Atenções viram-se para a Suíça, mais propriamente para Basileia, onde os Napa vão tentar algo que todos dizem ser muito difícil
Gostou do conclave papal pela sua dimensão política, pelos seus chapéus vistosos e pelo seu foco geral na paz e no amor, mas deu por si a pensar: “Em vez de escolherem um papa, gostava que estes cardeais vestissem uns fatos de pele de chita e dançassem sugestivamente numa bola de exercício, num apelo degradante ao meu voto.”
Pedimos-lhe, então, que fixe a sua atenção em Basileia, na Suíça, onde o fumo com as cores do arco-íris confirma que o Festival Eurovisão está de volta, depois de uma ausência demasiado longa de 12 meses.
A Eurovisão é uma competição eterna e controversa. É ridícula, como os fãs mais experientes poderão atestar. É também cheia de coração e uma montra de talentos de cortar a respiração. E é longo. É extremamente longo. Vinte e seis países vão competir numa grande final de quatro horas, um dos eventos mais marcantes do calendário cultural LGBTQ+.

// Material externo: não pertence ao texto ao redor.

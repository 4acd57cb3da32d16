use chrono::{DateTime, Utc};
use serde::{Deserialize, Deserializer, Serialize};
use uuid::Uuid;

#[derive(Debug, Clone, Serialize, Deserialize)]
pub struct CreatePostRequest {
    pub title: String,
    pub content: String,
    /// Schedule right away; must be in the future.
    #[serde(default)]
    pub scheduled_for: Option<DateTime<Utc>>,
}

#[derive(Debug, Clone, Default, Serialize, Deserialize)]
pub struct UpdatePostRequest {
    #[serde(default)]
    pub title: Option<String>,
    #[serde(default)]
    pub content: Option<String>,
    /// Absent leaves the schedule alone, a time reschedules (must be in the
    /// future) and an explicit `null` unschedules.
    #[serde(
        default,
        deserialize_with = "present",
        skip_serializing_if = "Option::is_none"
    )]
    pub scheduled_for: Option<Option<DateTime<Utc>>>,
}

/// Only called when the field is present, so `null` becomes `Some(None)`.
fn present<'de, D, T>(deserializer: D) -> Result<Option<Option<T>>, D::Error>
where
    D: Deserializer<'de>,
    T: Deserialize<'de>,
{
    Option::<T>::deserialize(deserializer).map(Some)
}

/// Query string for `GET /posts`.
#[derive(Debug, Clone, Default, Serialize, Deserialize)]
pub struct ListPostsQuery {
    pub user_id: Option<Uuid>,
    pub status: Option<String>,
    pub start_date: Option<DateTime<Utc>>,
    pub end_date: Option<DateTime<Utc>>,
    pub upcoming_only: Option<bool>,
    pub skip: Option<u64>,
    pub limit: Option<u64>,
}

/// Query string for the admin listing of a user's posts.
#[derive(Debug, Clone, Default, Serialize, Deserialize)]
pub struct UserPostsQuery {
    pub status: Option<String>,
    pub skip: Option<u64>,
    pub limit: Option<u64>,
}

/// Publication time in UTC, e.g. `{"date": "2025-01-20", "hour": 14, "minute": 30}`.
#[derive(Debug, Clone, Serialize, Deserialize)]
pub struct ScheduleRequest {
    pub date: String,
    pub hour: u32,
    pub minute: u32,
}

#[derive(Debug, Clone, Serialize, Deserialize)]
pub struct ScheduleResponse {
    pub success: bool,
    pub message: String,
    pub post: PostResponse,
}

#[derive(Debug, Clone, Serialize, Deserialize)]
pub struct PostResponse {
    pub id: Uuid,
    pub author_id: Uuid,
    pub title: String,
    pub content: String,
    pub status: String,
    pub scheduled_for: Option<DateTime<Utc>>,
    pub published_at: Option<DateTime<Utc>>,
    pub linkedin_post_id: Option<String>,
    pub error_message: Option<String>,
    pub publish_attempts: u32,
    pub created_at: DateTime<Utc>,
    pub updated_at: DateTime<Utc>,
}

#[cfg(test)]
mod tests {
    use super::*;

    fn parse(body: serde_json::Value) -> UpdatePostRequest {
        serde_json::from_value(body).unwrap()
    }

    #[test]
    fn update_tells_missing_schedule_from_explicit_null() {
        assert_eq!(parse(serde_json::json!({"title": "x"})).scheduled_for, None);
        assert_eq!(
            parse(serde_json::json!({"scheduled_for": null})).scheduled_for,
            Some(None)
        );
        let at = parse(serde_json::json!({"scheduled_for": "2030-01-20T14:30:00Z"}));
        assert!(matches!(at.scheduled_for, Some(Some(_))));
    }
}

É claro que não podíamos pedir-lhe que tentasse fazer este caminho sozinho. Por isso, o vosso intrépido repórter - que cobre a Eurovisão pelo sétimo ano - elaborou esta classificação totalmente subjetiva de todas as performances que subiram ao palco para a final. E temos a ajuda do vencedor do ano passado, Nemo, que ganhou o ouro com a sua pop-opera “The Code”.
A seleção deste ano está absolutamente cheia de sexo, energia, sexo, baladas emocionais e sexo. “É um ano muito excitante”, descreve Nemo. “Adoro ver isso”, confessa.
Vamos a isso.
26. Arménia: PARG, “Survivor”
Se os Imagine Dragons são a sua ideia de rock arrojado, vai achar que os PARG são apenas um pouco chatos. PARG (e pedimos desculpa por gritar, mas ele insiste em usar todas as letras maiúsculas) passa a maior parte desta atuação em topless numa passadeira, principalmente a cores, mas por vezes - DRAMATICAMENTE - a preto e branco. Ele é, tecnicamente, um homem muito bonito, mas há algo de vagamente gerado por IA em toda a sua estética; se um estado desonesto financiasse um grande modelo de linguagem e encarregasse Patrick Bateman do seu desenvolvimento, PARG seria selecionado como o exemplo mais puro de um homem adulto humano. A canção é terrível, já agora.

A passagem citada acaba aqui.